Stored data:
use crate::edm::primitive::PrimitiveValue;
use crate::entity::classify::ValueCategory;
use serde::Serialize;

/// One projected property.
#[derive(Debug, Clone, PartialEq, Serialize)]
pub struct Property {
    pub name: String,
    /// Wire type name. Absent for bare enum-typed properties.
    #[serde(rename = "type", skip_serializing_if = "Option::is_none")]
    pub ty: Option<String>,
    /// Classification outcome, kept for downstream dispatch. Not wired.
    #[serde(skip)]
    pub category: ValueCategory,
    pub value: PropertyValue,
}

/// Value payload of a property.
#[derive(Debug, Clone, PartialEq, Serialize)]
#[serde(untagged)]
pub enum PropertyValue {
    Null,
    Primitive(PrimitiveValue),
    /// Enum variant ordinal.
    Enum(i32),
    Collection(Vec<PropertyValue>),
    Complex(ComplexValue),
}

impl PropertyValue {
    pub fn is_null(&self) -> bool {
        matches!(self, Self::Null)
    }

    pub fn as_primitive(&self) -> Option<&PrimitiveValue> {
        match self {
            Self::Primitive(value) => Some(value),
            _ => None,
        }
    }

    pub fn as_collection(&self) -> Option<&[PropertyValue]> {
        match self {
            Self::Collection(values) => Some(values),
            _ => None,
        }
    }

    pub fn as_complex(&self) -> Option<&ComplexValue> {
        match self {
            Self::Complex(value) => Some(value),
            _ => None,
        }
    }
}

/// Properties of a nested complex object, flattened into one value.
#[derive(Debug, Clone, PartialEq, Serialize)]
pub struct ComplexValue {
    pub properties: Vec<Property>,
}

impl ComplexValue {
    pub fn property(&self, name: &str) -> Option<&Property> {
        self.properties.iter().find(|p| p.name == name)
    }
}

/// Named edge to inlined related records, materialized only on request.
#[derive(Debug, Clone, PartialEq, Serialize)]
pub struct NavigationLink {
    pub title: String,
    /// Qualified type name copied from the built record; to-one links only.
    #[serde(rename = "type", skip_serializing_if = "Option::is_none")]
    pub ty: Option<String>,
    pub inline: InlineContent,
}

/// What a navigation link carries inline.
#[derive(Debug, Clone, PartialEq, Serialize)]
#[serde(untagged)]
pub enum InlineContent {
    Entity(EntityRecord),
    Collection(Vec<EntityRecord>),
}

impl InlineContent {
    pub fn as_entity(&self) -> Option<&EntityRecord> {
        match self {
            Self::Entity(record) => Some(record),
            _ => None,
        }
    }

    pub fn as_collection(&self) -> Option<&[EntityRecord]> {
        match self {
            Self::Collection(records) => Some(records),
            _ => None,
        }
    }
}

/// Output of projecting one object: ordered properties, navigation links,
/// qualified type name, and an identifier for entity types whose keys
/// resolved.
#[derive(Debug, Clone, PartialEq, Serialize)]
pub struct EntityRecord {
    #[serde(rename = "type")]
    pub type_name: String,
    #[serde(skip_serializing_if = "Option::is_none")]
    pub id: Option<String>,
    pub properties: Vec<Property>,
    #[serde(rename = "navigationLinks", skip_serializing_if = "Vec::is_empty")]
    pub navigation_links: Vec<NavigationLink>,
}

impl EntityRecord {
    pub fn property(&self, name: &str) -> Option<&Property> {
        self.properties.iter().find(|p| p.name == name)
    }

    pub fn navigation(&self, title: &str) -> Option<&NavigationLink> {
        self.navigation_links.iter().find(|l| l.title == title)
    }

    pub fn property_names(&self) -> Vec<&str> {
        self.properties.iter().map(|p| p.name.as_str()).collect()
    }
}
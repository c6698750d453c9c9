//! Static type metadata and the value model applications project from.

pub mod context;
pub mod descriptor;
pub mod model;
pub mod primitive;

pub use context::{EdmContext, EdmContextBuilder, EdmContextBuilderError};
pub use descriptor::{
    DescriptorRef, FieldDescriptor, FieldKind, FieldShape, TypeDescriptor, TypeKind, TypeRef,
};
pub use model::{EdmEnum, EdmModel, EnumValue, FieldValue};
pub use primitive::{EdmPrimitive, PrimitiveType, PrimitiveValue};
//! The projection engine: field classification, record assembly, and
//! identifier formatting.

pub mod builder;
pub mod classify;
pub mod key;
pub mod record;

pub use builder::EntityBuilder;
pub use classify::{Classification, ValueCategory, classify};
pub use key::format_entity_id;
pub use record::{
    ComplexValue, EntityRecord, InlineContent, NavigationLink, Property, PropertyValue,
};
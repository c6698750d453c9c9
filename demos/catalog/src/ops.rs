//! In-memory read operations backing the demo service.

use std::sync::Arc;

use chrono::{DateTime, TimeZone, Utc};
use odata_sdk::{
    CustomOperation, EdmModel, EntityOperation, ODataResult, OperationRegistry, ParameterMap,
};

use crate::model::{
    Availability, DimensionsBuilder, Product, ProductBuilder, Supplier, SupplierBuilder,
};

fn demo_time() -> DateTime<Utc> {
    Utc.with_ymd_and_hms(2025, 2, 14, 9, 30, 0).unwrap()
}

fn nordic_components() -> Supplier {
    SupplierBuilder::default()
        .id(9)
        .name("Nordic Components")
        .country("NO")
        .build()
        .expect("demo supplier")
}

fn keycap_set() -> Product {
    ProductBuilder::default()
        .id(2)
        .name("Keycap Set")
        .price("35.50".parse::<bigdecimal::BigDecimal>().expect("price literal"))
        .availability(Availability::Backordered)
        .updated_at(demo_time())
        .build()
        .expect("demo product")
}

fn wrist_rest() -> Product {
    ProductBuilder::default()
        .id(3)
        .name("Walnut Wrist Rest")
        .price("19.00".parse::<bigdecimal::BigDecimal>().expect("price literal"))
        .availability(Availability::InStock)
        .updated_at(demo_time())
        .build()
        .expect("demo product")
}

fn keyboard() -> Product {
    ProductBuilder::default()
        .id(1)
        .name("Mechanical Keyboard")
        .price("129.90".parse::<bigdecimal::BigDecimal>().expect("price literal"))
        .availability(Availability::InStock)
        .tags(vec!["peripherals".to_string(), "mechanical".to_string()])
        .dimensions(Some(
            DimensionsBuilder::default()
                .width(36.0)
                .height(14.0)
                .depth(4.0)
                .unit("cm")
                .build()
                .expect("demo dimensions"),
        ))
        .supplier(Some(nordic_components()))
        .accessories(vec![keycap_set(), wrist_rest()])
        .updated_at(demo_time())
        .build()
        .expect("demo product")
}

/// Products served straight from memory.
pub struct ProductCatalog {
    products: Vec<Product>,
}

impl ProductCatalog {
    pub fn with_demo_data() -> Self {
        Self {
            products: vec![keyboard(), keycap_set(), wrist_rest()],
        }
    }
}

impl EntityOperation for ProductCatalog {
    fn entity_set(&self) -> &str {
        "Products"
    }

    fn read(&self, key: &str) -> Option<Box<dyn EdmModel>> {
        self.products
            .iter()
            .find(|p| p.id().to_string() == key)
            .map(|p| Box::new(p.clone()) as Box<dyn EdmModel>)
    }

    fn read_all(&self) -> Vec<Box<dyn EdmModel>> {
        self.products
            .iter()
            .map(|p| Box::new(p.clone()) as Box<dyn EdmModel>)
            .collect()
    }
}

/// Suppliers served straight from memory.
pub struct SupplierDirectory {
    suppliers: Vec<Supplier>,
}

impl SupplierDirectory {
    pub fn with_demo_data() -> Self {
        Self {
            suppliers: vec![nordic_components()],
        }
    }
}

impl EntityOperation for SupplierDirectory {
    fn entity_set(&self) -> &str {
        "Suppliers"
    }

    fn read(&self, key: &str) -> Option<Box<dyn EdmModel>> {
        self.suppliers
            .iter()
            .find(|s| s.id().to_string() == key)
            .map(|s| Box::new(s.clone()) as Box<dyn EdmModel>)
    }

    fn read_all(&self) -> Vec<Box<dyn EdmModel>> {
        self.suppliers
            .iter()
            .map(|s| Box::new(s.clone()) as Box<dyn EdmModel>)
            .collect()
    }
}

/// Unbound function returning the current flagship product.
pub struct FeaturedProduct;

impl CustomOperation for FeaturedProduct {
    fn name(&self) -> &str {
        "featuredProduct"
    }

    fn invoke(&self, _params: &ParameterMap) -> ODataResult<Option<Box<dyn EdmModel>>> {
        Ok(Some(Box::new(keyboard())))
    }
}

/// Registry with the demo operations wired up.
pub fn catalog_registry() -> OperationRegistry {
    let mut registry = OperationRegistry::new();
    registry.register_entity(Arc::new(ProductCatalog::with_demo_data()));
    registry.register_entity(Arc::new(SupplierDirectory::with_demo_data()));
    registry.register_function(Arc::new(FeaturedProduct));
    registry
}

**Work instructions:** Show every line of the data in which the word "only" appears.

**Completed task:**
/// Named edge to inlined related records, materialized only on request.
    /// Qualified type name copied from the built record; to-one links only.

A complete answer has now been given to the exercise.